Contract lifecycle management provider Juro announced today (28 August) that it has signed a partnership with contract review and AI agent startup Wordsmith. Through the collaboration, Juro’s 550+ clients will gain access to Wordsmith as part of their core workflows and Wordsmith’s clients will be able to leverage Juro’s tools via a model context protocol (MCP) integration.
MCP is an open standard created by Anthropic last year that enables developers to build two-way connections between their data sources and AI tools.
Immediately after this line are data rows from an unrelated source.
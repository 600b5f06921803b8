use tracing::debug;

use super::RootMargin;

// document geometry of one navigable section, sampled when needed
#[derive(Clone, Debug, PartialEq)]
pub struct SectionBox {
    pub id: String,
    pub top: f64,
    pub height: f64,
}

impl SectionBox {
    pub fn new(id: &str, top: f64, height: f64) -> Self {
        SectionBox {
            id: id.to_owned(),
            top,
            height,
        }
    }

    pub fn bottom(&self) -> f64 {
        self.top + self.height
    }
}

#[derive(Clone, Debug, PartialEq, Eq)]
struct SectionEntry {
    pub id: String,
    pub intersecting: bool,
}

// SectionRegistry
//
// the navigable sections in document order, with the last intersection state the
// observer reported for each.  several may be flagged at once while the page
// moves; the registry only records, it does not pick a winner
#[derive(Clone, Debug, Default)]
pub struct SectionRegistry {
    entries: Vec<SectionEntry>,
}

impl SectionRegistry {
    pub fn new<I, S>(ids: I) -> Self
    where
        I: IntoIterator<Item = S>,
        S: Into<String>,
    {
        SectionRegistry {
            entries: ids
                .into_iter()
                .map(|id| SectionEntry {
                    id: id.into(),
                    intersecting: false,
                })
                .collect(),
        }
    }

    // returns false for ids that were never registered
    pub fn record(&mut self, id: &str, intersecting: bool) -> bool {
        match self.entries.iter_mut().find(|e| e.id == id) {
            Some(entry) => {
                entry.intersecting = intersecting;
                true
            }
            None => {
                debug!("intersection report for unregistered section {id}");
                false
            }
        }
    }

    #[cfg(test)]
    pub(crate) fn contains(&self, id: &str) -> bool {
        self.entries.iter().any(|e| e.id == id)
    }

    #[cfg(test)]
    pub(crate) fn intersecting(&self) -> impl Iterator<Item = &str> {
        self.entries
            .iter()
            .filter(|e| e.intersecting)
            .map(|e| e.id.as_str())
    }
}

// which sections overlap the margin-adjusted viewport band; this is what the
// observer would report for a page held still at scroll_y
pub fn intersecting_at<'a>(
    boxes: &'a [SectionBox],
    scroll_y: f64,
    viewport_height: f64,
    margin: &RootMargin,
) -> Vec<&'a str> {
    let (band_top, band_bottom) = margin.vertical_band(scroll_y, viewport_height);

    boxes
        .iter()
        .filter(|b| b.top < band_bottom && b.bottom() > band_top)
        .map(|b| b.id.as_str())
        .collect()
}

// position fallback
//
// the section whose probe interval holds the scroll offset.  the interval starts
// probe_offset above the section and is as tall as the section, exclusive at the
// top and inclusive at the bottom; later sections win where intervals touch
pub fn active_by_position<'a>(
    scroll_y: f64,
    boxes: &'a [SectionBox],
    probe_offset: f64,
) -> Option<&'a str> {
    boxes
        .iter()
        .rev()
        .find(|b| {
            let start = b.top - probe_offset;
            scroll_y > start && scroll_y <= start + b.height
        })
        .map(|b| b.id.as_str())
}

// a change of highlighted section; current is None when the indicator comes off
// every link
#[derive(Clone, Debug, PartialEq, Eq)]
pub struct Highlight {
    pub previous: Option<String>,
    pub current: Option<String>,
}

// ActiveSection
//
// last reported intersecting section wins.  callbacks can arrive out of order
// relative to the scroll position, so during a fast scroll the highlight may sit
// on the wrong section for a frame; no ordering or ratio is consulted
#[derive(Clone, Debug, Default)]
pub struct ActiveSection {
    current: Option<String>,
}

impl ActiveSection {
    #[cfg(test)]
    pub(crate) fn current(&self) -> Option<&str> {
        self.current.as_deref()
    }

    // a section leaving the band does not clear the highlight; only another
    // section entering it moves it
    pub fn report(&mut self, id: &str, intersecting: bool) -> Option<Highlight> {
        if !intersecting {
            return None;
        }

        self.set(id)
    }

    pub fn set(&mut self, id: &str) -> Option<Highlight> {
        if self.current.as_deref() == Some(id) {
            return None;
        }

        let previous = self.current.replace(id.to_owned());
        Some(Highlight {
            previous,
            current: Some(id.to_owned()),
        })
    }

    pub fn clear(&mut self) -> Option<Highlight> {
        let previous = self.current.take()?;
        Some(Highlight {
            previous: Some(previous),
            current: None,
        })
    }
}

// whether a nav link pointing at href should carry the active indicator
pub fn link_targets(href: &str, section_id: &str) -> bool {
    href.strip_prefix('#') == Some(section_id)
}

#[cfg(test)]
mod tests {
    use super::*;

    fn page() -> Vec<SectionBox> {
        vec![
            SectionBox::new("home", 0.0, 800.0),
            SectionBox::new("about", 800.0, 800.0),
            SectionBox::new("projects", 1600.0, 800.0),
        ]
    }

    #[test]
    fn band_picks_the_section_near_the_top() {
        let margin: RootMargin = "-20% 0px -70% 0px".parse().unwrap();
        let boxes = page();

        assert_eq!(intersecting_at(&boxes, 850.0, 600.0, &margin), vec!["about"]);
        assert_eq!(intersecting_at(&boxes, 0.0, 600.0, &margin), vec!["home"]);
    }

    #[test]
    fn wide_band_sees_several_sections() {
        let margin: RootMargin = "0px".parse().unwrap();
        let boxes = page();

        assert_eq!(
            intersecting_at(&boxes, 700.0, 1000.0, &margin),
            vec!["home", "about", "projects"]
        );
    }

    #[test]
    fn last_report_wins_even_out_of_order() {
        let mut active = ActiveSection::default();

        active.report("projects", true);
        let hl = active.report("about", true).unwrap();

        assert_eq!(hl.previous.as_deref(), Some("projects"));
        assert_eq!(active.current(), Some("about"));
    }

    #[test]
    fn leaving_does_not_clear() {
        let mut active = ActiveSection::default();

        active.report("about", true);

        assert_eq!(active.report("about", false), None);
        assert_eq!(active.current(), Some("about"));
    }

    #[test]
    fn clearing_reports_once() {
        let mut active = ActiveSection::default();

        assert_eq!(active.clear(), None);

        active.set("about");
        let hl = active.clear().unwrap();

        assert_eq!(hl.previous.as_deref(), Some("about"));
        assert_eq!(hl.current, None);
        assert_eq!(active.current(), None);
        assert_eq!(active.clear(), None);
    }

    #[test]
    fn repeated_report_is_not_a_change() {
        let mut active = ActiveSection::default();

        assert!(active.report("home", true).is_some());
        assert!(active.report("home", true).is_none());
    }

    #[test]
    fn registry_tracks_flags_per_section() {
        let mut registry = SectionRegistry::new(["home", "about", "projects"]);

        assert!(registry.record("about", true));
        assert!(registry.record("projects", true));
        assert!(registry.record("about", false));
        assert!(!registry.record("blog", true));

        assert_eq!(registry.intersecting().collect::<Vec<_>>(), vec!["projects"]);
        assert!(registry.contains("home"));
        assert!(!registry.contains("blog"));
    }

    #[test]
    fn position_fallback_uses_probe_interval() {
        let boxes = page();

        assert_eq!(active_by_position(0.0, &boxes, 100.0), Some("home"));
        assert_eq!(active_by_position(699.0, &boxes, 100.0), Some("home"));
        assert_eq!(active_by_position(701.0, &boxes, 100.0), Some("about"));
        assert_eq!(active_by_position(1550.0, &boxes, 100.0), Some("projects"));
        assert_eq!(active_by_position(3000.0, &boxes, 100.0), None);
    }

    #[test]
    fn links_match_by_fragment() {
        assert!(link_targets("#about", "about"));
        assert!(!link_targets("#about-me", "about"));
        assert!(!link_targets("about", "about"));
    }
}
While Juro has many inbound integrations already, this is the first MCP integration for 2016-founded company, and speaking to Legal IT Insider, CEO and co-founder Richard Mabey said: “There are two significant things about MCP. One is that the extent to which you can control products is greater than via a traditional integration: with MCP you can control the entirety of the product from a different interface.”
Juro is piloting a connection with ChatGPT and while this is not yet publicly released, Mabey said by way of illustration: “You can put what you need in ChatGPT and get a contract from Juro.”
Mabey says that the second thing that’s significant is the openness of MCP, commenting: “In legal tech and tech generally, a lot of companies have a strategy that you do all your work in their platform. We’re agnostic on where you want to work. If you want to work in Word or Salesforce or another legal tech tool that’s complementary or adjacent, we’re trying to be agnostic and MCP facilitates that.”
He adds: “There’s so much convergence now in legal tech tools we don’t mind if you want to work in Juro or Salesforce, it’s just about how we can help you.”
In-house teams are increasingly using large language models such as Claude or ChatGPT under an enterprise license and it will be interesting to see what comes out of the ChatGPT pilot, with further announcements from Juro expected in this space.
MCP is a fast-developing area in legal. At Rio Tinto, digital transformation lead Christopher de Waas in June announced that the mining corporation had successfully tested an integration between ChatGPT Enterprise and iManage using MCP. iManage subsequently announced support for MCP, enabling compatible AI applications to connect to its Cloud without vendor-specific integrations.